> **GOAL OF THE EXERCISE**: Give back word for word every line from the one that includes "TransformError::Deserialization(err)" through the last line of the listing, and nothing besides.

╭─ STORED DATA

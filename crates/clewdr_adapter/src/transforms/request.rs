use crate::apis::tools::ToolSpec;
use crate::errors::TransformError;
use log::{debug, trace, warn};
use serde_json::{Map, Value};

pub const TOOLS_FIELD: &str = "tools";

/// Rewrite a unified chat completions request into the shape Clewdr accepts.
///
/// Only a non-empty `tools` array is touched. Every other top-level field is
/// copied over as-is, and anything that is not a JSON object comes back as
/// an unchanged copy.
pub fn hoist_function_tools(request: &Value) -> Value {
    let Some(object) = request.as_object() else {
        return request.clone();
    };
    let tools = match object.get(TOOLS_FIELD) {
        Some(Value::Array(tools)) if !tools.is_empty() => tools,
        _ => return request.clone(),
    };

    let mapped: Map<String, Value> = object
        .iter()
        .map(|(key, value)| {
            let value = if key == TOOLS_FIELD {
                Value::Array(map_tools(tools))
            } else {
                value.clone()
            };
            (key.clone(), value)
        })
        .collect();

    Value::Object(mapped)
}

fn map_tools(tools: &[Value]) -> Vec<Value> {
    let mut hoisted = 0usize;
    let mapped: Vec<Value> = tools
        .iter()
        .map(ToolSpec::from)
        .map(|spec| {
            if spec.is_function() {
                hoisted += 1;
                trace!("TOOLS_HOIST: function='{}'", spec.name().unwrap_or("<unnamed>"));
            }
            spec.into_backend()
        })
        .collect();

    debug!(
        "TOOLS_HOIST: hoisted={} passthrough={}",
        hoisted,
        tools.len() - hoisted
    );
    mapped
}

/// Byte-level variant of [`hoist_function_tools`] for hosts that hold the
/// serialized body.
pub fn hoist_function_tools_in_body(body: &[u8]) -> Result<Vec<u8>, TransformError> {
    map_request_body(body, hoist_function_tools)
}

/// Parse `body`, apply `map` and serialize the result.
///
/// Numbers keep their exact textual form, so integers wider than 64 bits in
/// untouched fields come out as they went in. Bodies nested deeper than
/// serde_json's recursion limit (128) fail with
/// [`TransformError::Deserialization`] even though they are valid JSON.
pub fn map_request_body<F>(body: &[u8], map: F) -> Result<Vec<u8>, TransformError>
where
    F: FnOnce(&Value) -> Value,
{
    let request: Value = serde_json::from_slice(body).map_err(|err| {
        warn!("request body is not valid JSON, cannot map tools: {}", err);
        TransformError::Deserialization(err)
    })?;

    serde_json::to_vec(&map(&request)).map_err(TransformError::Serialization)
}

╰─

> **WRITTEN ANSWER**:
        TransformError::Deserialization(err)
    })?;

    serde_json::to_vec(&map(&request)).map_err(TransformError::Serialization)
}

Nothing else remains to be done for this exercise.